1896 USFSA Football Championship

Tournament details
- Country: France
- Dates: 12 January – 11 March
- Teams: 9

Final positions
- Champions: Club Français (1st title)
- Runner-up: The White Rovers

= 1896 USFSA Football Championship =

The 1896 USFSA Football Championship was the 3rd staging of the USFSA Football Championship. The tournament is also known as 1896 Paris Football Championship because only clubs from Paris participated.

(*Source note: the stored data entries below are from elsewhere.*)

// Copyright (c) 2025 Kirky.X
//
// Licensed under the MIT License
// See LICENSE file in the project root for full license information.

use async_trait::async_trait;
use parking_lot::RwLock;
use tracing::info;

use crate::config::settings::AuthConfig;
use crate::domain::services::auth::{AuthService, AuthUser};

/// 本地单用户认证
///
/// 用户来自配置；登出后会话中不再有当前用户。
#[derive(Debug, Default)]
pub struct LocalAuth {
    user: RwLock<Option<AuthUser>>,
}

impl LocalAuth {
    pub fn signed_in(email: Option<String>) -> Self {
        Self {
            user: RwLock::new(Some(AuthUser { email })),
        }
    }

    pub fn signed_out() -> Self {
        Self::default()
    }

    pub fn from_config(config: &AuthConfig) -> Self {
        Self::signed_in(config.email.clone())
    }
}

#[async_trait]
impl AuthService for LocalAuth {
    fn current_user(&self) -> Option<AuthUser> {
        self.user.read().clone()
    }

    async fn sign_out(&self) -> bool {
        if self.user.write().take().is_some() {
            info!("User signed out");
        }
        true
    }
}
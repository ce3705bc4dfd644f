// Copyright (c) 2025 Kirky.X
//
// Licensed under the MIT License
// See LICENSE file in the project root for full license information.

use std::collections::HashSet;

use footprint::domain::layout::{
    pack_columns, visual_transform, Carousel, CoverflowLayout, GridLayout, LayoutStrategy,
    MasonryLayout, RenderContext,
};
use footprint::domain::models::search_result::SearchResult;
use footprint::domain::models::settings::Settings;

fn results(n: usize) -> Vec<SearchResult> {
    (0..n)
        .map(|i| SearchResult {
            title: format!("Card {}", i),
            description: String::new(),
            link: format!("https://example.org/{}", i),
            image: Some(format!("https://img.example.org/{}.webp", i)),
            favicon: String::new(),
            source: "example.org".to_string(),
            date: None,
        })
        .collect()
}

#[test]
fn test_transform_decreases_monotonically_with_distance() {
    let mut previous = visual_transform(0.0);
    for step in 1..=20 {
        let current = visual_transform(step as f64 * 0.1);
        assert!(current.scale <= previous.scale);
        assert!(current.opacity <= previous.opacity);
        assert!(current.rotate_y_deg.abs() >= previous.rotate_y_deg.abs());
        assert!(current.rotate_y_deg.abs() <= 45.0);
        previous = current;
    }
}

#[test]
fn test_strategies_render_same_order() {
    let results = results(6);
    let settings = Settings::default();
    let failed = HashSet::new();
    let ctx = RenderContext::new(None, &failed);

    let strategies: [&dyn LayoutStrategy; 3] = [
        &GridLayout,
        &MasonryLayout,
        &CoverflowLayout::new(Carousel::default()),
    ];
    for strategy in strategies {
        let view = strategy.render(&results, &settings, &ctx);
        let ids: Vec<&str> = view.cards.iter().map(|c| c.id).collect();
        let expected: Vec<&str> = results.iter().map(|r| r.link.as_str()).collect();
        assert_eq!(ids, expected);
        assert!(view.cards.iter().all(|c| c.actions.edit && c.actions.delete && c.actions.drag));
    }
}

#[test]
fn test_masonry_packing_fills_shortest_column() {
    let placements = pack_columns(&[120.0, 80.0, 60.0, 200.0, 40.0], 3, 0.0);
    let columns: Vec<usize> = placements.iter().map(|p| p.column).collect();
    assert_eq!(columns, vec![0, 1, 2, 2, 1]);
    assert_eq!(placements[3].top, 60.0);
    assert_eq!(placements[4].top, 80.0);
}
// Copyright (c) 2025 Kirky.X
//
// Licensed under the MIT License
// See LICENSE file in the project root for full license information.

use serde::Serialize;

use crate::domain::layout::{
    CardSizing, CardStyle, ContainerStyle, LayoutStrategy, LayoutView, PageStyle, RenderContext,
};
use crate::domain::models::search_result::SearchResult;
use crate::domain::models::settings::{LayoutMode, Settings};

const MAX_ROTATION_DEG: f64 = 45.0;
const ROTATION_PER_SLIDE: f64 = 50.0;
const FADE_PER_SLIDE: f64 = 0.5;
const SHRINK_PER_SLIDE: f64 = 0.2;
const SLIDE_BASIS_PERCENT: u32 = 70;

/// 封面流中一张卡片的 3D 变换
#[derive(Debug, Clone, Copy, PartialEq, Serialize)]
#[serde(rename_all = "camelCase")]
pub struct CardTransform {
    pub rotate_y_deg: f64,
    pub scale: f64,
    pub opacity: f64,
}

impl CardTransform {
    pub fn css(&self) -> String {
        format!(
            "perspective(1000px) rotateY({:.2}deg) scale({:.3})",
            self.rotate_y_deg, self.scale
        )
    }
}

/// 由卡片到中心的距离（以卡片数计）计算变换
///
/// 中心卡片完全不旋转、不缩放、不透明；越远旋转越大（上限 45°）、越小、越淡。
/// 中心左侧（距离为负）的卡片向内转为正角度。
pub fn visual_transform(distance: f64) -> CardTransform {
    let magnitude = distance.abs();
    let rotation = (magnitude * ROTATION_PER_SLIDE).min(MAX_ROTATION_DEG);
    CardTransform {
        rotate_y_deg: if distance < 0.0 { rotation } else { -rotation },
        scale: (1.0 - magnitude * SHRINK_PER_SLIDE).max(0.0),
        opacity: (1.0 - magnitude * FADE_PER_SLIDE).clamp(0.0, 1.0),
    }
}

/// 循环轮播的滚动状态
///
/// `progress` 在 `[0, 1)` 内，`index / count` 处的卡片居中。越过最后一张会回到第一张。
#[derive(Debug, Clone, Copy, PartialEq, Default)]
pub struct Carousel {
    progress: f64,
}

impl Carousel {
    pub fn progress(&self) -> f64 {
        self.progress
    }

    pub fn scroll_to(&mut self, progress: f64) {
        self.progress = if progress.is_finite() {
            progress.rem_euclid(1.0)
        } else {
            0.0
        };
    }

    pub fn scroll_next(&mut self, count: usize) {
        if count > 0 {
            self.scroll_to(self.snapped(count) + 1.0 / count as f64);
        }
    }

    pub fn scroll_prev(&mut self, count: usize) {
        if count > 0 {
            self.scroll_to(self.snapped(count) - 1.0 / count as f64);
        }
    }

    /// Index of the card nearest the center.
    pub fn selected_index(&self, count: usize) -> usize {
        if count == 0 {
            return 0;
        }
        ((self.progress * count as f64).round() as usize) % count
    }

    /// Signed distance of card `index` from the center, wrapped to the shorter way round.
    pub fn distance(&self, index: usize, count: usize) -> f64 {
        if count == 0 {
            return 0.0;
        }
        let n = count as f64;
        let raw = self.progress * n - index as f64;
        let half = n / 2.0;
        (raw + half).rem_euclid(n) - half
    }

    fn snapped(&self, count: usize) -> f64 {
        self.selected_index(count) as f64 / count as f64
    }
}

/// 封面流布局
#[derive(Debug, Clone, Copy, Default)]
pub struct CoverflowLayout {
    carousel: Carousel,
}

impl CoverflowLayout {
    pub fn new(carousel: Carousel) -> Self {
        Self { carousel }
    }
}

impl LayoutStrategy for CoverflowLayout {
    fn mode(&self) -> LayoutMode {
        LayoutMode::Coverflow
    }

    fn render<'a>(
        &self,
        results: &'a [SearchResult],
        settings: &'a Settings,
        ctx: &RenderContext<'_>,
    ) -> LayoutView<'a> {
        let count = results.len();
        let cards = results
            .iter()
            .enumerate()
            .map(|(index, result)| {
                let mut card = ctx.card(index, result);
                card.transform = Some(visual_transform(self.carousel.distance(index, count)));
                card
            })
            .collect();

        LayoutView {
            mode: self.mode(),
            page: PageStyle::from_settings(settings),
            container: ContainerStyle::Carousel {
                slide_basis_percent: SLIDE_BASIS_PERCENT,
                looping: true,
                selected: self.carousel.selected_index(count),
            },
            card_style: CardStyle::from_settings(
                &settings.card,
                CardSizing::Fixed {
                    height: settings.card.height,
                },
            ),
            cards,
        }
    }
}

It was played on neutral grounds, in a league system with Club Français being proclaimed champions of France after winning all of its 8 games and conceding just 2 goals.

==Table==

| Pos | Team | Pld | W | D | L | GF | GA | GD | Pts | Qualification or relegation |
| 1 | Club Français | 8 | 8 | 0 | 0 | 33 | 2 | +31 | 16 | Champion |
| 2 | The White Rovers | 8 | 7 | 0 | 1 | 36 | 6 | +30 | 14 |  |
| 3 | Standard Athletic Club | 7 | 5 | 0 | 2 | 24 | 11 | +13 | 10 |
| 4 | Football Club de Levallois | 8 | 2 | 3 | 3 | 11 | 6 | +5 | 7 |
| 5 | Cercle Pédestre Asnières | 7 | 3 | 0 | 4 | 10 | 8 | +2 | 6 |
| 6 | Paris Star | 8 | 2 | 2 | 4 | 4 | 12 | −8 | 6 |
| 7 | Sporting Club Neuilly (WD) | 8 | 2 | 1 | 5 | 10 | 11 | −1 | 5 |
| 8 | United Sport Club | 8 | 2 | 0 | 6 | 12 | 20 | −8 | 4 |
| 9 | Union Athlétique du Premier Arrondissement | 8 | 0 | 2 | 6 | 2 | 66 | −64 | 2 |

==Summary==
This championship started in January sees the triumph of the Club Français which ends the season undefeated. Club goalkeeper Lucien Huteau conceded just two goals in eight matches: one against Rovers (4–1 victory on 23 February) and one against Standard (4–1 victory on 15 March).

In April 1896, Le Havre AC decided to challenge the new official French champions Club Français. Unfortunately, the USFSA didn't accept the challenge.